Saved entries
···

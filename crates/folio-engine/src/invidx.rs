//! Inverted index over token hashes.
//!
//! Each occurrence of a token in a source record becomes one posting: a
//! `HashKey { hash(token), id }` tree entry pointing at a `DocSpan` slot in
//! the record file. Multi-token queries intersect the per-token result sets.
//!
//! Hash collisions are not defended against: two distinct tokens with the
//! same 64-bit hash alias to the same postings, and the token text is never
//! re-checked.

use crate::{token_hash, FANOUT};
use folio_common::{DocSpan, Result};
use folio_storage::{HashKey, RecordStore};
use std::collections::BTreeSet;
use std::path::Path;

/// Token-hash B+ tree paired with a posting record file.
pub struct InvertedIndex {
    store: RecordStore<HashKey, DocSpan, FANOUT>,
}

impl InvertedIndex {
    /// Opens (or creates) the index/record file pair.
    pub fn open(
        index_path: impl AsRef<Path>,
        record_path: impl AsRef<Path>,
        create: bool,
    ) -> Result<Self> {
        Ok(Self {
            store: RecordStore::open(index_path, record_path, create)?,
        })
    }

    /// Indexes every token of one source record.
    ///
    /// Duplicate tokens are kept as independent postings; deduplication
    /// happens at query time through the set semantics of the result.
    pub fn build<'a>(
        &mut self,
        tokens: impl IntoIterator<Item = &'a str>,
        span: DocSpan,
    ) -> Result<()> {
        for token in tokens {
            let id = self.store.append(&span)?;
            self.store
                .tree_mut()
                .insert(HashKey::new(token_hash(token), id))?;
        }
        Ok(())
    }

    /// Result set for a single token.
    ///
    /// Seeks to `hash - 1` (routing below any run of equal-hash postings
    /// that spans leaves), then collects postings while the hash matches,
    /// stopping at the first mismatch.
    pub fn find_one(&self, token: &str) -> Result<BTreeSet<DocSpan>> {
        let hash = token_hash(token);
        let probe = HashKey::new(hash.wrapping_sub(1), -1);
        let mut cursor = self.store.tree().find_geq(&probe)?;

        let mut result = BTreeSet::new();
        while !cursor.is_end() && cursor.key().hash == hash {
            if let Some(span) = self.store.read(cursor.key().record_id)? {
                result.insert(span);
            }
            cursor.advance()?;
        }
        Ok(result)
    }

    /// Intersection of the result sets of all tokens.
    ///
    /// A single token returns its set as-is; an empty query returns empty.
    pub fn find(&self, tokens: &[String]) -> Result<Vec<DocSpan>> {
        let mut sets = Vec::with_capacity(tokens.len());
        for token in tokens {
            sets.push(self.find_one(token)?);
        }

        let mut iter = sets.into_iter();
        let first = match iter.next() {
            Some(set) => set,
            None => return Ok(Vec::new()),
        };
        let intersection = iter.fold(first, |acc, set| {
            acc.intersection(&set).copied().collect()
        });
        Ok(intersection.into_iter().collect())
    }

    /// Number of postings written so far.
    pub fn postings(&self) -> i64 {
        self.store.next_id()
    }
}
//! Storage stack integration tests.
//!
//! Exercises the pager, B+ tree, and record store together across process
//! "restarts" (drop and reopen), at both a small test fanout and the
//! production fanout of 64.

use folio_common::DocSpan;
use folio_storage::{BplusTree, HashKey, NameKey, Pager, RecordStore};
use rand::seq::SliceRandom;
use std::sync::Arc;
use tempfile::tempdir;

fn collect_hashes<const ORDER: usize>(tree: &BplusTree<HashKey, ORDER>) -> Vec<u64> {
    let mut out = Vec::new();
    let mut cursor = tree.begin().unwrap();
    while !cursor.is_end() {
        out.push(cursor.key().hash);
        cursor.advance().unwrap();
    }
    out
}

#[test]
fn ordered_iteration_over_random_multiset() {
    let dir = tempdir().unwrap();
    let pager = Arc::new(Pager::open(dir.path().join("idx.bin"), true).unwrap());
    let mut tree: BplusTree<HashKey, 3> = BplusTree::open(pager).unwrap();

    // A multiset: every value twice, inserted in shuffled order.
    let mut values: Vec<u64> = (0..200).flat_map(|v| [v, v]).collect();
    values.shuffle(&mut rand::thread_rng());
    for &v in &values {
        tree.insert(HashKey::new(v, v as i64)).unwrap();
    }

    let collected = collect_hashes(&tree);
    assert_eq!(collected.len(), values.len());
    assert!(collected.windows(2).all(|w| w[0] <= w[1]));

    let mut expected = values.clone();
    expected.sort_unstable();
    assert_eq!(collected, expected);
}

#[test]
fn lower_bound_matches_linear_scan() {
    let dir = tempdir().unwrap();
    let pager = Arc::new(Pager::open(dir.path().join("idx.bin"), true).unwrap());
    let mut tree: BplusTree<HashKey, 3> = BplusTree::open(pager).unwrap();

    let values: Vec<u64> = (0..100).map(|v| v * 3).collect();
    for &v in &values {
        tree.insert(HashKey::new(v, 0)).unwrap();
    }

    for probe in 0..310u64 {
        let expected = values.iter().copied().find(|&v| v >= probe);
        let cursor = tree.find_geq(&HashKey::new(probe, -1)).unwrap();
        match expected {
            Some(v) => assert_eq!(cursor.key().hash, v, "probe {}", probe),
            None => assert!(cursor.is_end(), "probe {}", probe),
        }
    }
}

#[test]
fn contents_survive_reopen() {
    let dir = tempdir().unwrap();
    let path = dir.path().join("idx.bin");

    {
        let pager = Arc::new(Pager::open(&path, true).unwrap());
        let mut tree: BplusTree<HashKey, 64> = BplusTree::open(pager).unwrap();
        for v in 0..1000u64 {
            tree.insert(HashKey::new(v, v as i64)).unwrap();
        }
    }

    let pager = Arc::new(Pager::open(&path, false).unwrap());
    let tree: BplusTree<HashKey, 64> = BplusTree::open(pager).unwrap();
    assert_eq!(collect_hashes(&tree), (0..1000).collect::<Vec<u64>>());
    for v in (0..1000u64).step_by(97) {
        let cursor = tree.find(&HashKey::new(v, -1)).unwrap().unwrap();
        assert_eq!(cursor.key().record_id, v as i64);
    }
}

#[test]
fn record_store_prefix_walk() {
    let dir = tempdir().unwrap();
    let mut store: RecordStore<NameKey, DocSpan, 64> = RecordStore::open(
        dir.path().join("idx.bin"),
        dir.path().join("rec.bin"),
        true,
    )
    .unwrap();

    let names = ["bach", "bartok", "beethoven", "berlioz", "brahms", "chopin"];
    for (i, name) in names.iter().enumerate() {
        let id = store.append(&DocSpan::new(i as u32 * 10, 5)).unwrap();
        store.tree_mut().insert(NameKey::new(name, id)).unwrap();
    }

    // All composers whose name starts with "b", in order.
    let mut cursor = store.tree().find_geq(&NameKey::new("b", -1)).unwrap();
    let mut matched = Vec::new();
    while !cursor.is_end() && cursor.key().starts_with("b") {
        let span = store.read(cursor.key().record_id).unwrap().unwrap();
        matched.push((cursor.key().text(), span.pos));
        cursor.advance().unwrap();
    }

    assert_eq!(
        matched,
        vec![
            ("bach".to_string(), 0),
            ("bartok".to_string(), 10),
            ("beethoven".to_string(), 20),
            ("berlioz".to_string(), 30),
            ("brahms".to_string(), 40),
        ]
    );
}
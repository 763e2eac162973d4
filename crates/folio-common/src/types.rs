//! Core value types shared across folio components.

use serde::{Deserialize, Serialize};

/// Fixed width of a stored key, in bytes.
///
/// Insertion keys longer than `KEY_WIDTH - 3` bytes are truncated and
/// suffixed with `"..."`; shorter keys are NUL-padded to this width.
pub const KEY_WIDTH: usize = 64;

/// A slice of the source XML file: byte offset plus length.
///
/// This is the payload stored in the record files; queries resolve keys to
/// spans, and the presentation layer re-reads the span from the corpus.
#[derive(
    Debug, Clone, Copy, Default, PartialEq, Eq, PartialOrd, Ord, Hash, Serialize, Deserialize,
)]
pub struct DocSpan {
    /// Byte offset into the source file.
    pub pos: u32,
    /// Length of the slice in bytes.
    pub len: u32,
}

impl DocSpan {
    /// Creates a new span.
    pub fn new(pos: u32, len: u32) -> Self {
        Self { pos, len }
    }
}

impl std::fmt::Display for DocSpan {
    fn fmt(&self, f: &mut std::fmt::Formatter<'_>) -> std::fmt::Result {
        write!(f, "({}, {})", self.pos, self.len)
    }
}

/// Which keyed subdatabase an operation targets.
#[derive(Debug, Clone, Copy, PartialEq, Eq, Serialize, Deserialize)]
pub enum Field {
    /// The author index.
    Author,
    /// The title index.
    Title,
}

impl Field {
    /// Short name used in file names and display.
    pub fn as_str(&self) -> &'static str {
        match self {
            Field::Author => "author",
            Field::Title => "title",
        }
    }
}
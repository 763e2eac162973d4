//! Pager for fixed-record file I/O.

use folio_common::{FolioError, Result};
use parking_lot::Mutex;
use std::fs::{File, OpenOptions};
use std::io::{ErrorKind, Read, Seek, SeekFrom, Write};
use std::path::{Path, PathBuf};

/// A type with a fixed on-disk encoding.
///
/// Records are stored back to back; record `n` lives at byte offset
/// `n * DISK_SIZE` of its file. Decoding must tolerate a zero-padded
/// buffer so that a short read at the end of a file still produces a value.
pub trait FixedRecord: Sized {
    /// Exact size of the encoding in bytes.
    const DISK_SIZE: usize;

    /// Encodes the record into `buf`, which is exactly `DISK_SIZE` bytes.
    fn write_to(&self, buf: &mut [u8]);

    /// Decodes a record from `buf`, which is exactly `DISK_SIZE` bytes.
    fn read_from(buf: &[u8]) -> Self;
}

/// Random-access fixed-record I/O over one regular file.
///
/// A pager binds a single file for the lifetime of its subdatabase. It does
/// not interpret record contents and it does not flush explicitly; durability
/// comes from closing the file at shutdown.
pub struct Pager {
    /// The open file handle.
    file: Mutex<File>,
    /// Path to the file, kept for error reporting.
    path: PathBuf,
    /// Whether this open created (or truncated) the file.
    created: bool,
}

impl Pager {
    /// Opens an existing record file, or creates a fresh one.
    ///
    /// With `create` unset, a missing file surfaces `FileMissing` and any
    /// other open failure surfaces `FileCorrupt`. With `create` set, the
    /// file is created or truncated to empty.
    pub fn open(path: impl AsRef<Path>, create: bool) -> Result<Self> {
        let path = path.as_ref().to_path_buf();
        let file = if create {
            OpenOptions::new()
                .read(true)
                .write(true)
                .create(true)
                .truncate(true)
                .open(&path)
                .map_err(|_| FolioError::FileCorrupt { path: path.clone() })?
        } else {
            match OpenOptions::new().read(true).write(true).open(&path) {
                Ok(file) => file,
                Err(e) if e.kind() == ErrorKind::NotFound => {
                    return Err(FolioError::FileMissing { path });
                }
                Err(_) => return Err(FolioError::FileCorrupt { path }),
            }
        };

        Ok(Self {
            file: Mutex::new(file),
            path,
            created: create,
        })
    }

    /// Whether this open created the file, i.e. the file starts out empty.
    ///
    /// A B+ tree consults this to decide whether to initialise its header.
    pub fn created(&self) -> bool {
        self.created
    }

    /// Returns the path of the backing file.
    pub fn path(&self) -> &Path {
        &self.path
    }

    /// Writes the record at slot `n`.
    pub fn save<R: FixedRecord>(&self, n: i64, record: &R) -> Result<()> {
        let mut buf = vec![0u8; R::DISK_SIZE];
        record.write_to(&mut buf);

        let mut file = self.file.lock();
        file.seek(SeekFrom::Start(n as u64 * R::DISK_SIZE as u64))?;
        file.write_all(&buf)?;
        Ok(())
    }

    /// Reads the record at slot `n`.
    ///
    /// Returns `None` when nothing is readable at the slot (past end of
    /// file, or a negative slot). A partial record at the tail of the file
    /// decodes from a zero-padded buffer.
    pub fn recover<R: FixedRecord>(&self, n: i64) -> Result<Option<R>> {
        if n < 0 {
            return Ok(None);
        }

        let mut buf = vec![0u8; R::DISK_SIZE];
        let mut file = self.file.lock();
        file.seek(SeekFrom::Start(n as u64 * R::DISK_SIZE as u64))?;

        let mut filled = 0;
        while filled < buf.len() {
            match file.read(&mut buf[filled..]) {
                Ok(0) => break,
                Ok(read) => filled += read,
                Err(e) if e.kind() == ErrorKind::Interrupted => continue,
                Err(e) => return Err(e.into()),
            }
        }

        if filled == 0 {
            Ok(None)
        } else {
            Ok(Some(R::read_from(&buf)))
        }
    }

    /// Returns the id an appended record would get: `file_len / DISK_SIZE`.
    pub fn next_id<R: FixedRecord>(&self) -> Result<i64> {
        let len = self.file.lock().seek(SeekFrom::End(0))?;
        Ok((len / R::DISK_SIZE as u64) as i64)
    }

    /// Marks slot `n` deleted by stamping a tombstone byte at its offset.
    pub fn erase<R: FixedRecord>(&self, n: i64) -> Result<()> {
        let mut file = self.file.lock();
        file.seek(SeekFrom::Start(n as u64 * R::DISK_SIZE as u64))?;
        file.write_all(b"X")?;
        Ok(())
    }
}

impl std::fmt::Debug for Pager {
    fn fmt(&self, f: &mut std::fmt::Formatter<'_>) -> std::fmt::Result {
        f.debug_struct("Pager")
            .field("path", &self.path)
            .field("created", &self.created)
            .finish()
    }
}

···

TO DO: Every line that contains the string "FolioError" should be copied from the entries.

RESPONSE BOX:
use folio_common::{FolioError, Result};
                .map_err(|_| FolioError::FileCorrupt { path: path.clone() })?
                    return Err(FolioError::FileMissing { path });
                Err(_) => return Err(FolioError::FileCorrupt { path }),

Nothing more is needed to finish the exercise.